— EXERCISE PROMPT —
For each line in the data below, write an exact copy.

— PROVIDED INFORMATION —
┄┄┄┄┄┄
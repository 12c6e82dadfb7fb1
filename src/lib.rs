//! oe_retrieval — bounded Gauss-Newton and Optimal-Estimation retrievals.
//!
//! Purpose
//! -------
//! Serve as the crate root for the non-linear inversion engine used to
//! retrieve total column water vapour (and nuisance state variables) from
//! satellite reflectances. Everything numerical lives in [`inversion`].
//!
//! Key behaviors
//! -------------
//! - Re-export the [`inversion`] module as the public crate surface.
//! - Stay free of I/O: satellite product readers, flag decoding, lookup-table
//!   construction, and output writers are collaborators of this crate, not
//!   part of it.
//!
//! Conventions
//! -----------
//! - Logging goes through `tracing`; the crate never installs a subscriber.
//! - The optional `serde` feature derives `Serialize` / `Deserialize` on the
//!   configuration types.
//!
//! Downstream usage
//! ----------------
//! - Implement [`inversion::ForwardModel`] (a closure works) for the
//!   forward simulator, build an [`inversion::Inverter`] per setup, and call
//!   it per pixel.

pub mod inversion;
┄┄┄┄┄┄
— RESULT FOR THIS TASK —
repository 12c6e82dadfb7fb1
filename src/lib.rs
//! oe_retrieval — bounded Gauss-Newton and Optimal-Estimation retrievals.
//!
//! Purpose
//! -------
//! Serve as the crate root for the non-linear inversion engine used to
//! retrieve total column water vapour (and nuisance state variables) from
//! satellite reflectances. Everything numerical lives in [`inversion`].
//!
//! Key behaviors
//! -------------
//! - Re-export the [`inversion`] module as the public crate surface.
//! - Stay free of I/O: satellite product readers, flag decoding, lookup-table
//!   construction, and output writers are collaborators of this crate, not
//!   part of it.
//!
//! Conventions
//! -----------
//! - Logging goes through `tracing`; the crate never installs a subscriber.
//! - The optional `serde` feature derives `Serialize` / `Deserialize` on the
//!   configuration types.
//!
//! Downstream usage
//! ----------------
//! - Implement [`inversion::ForwardModel`] (a closure works) for the
//!   forward simulator, build an [`inversion::Inverter`] per setup, and call
//!   it per pixel.

pub mod inversion;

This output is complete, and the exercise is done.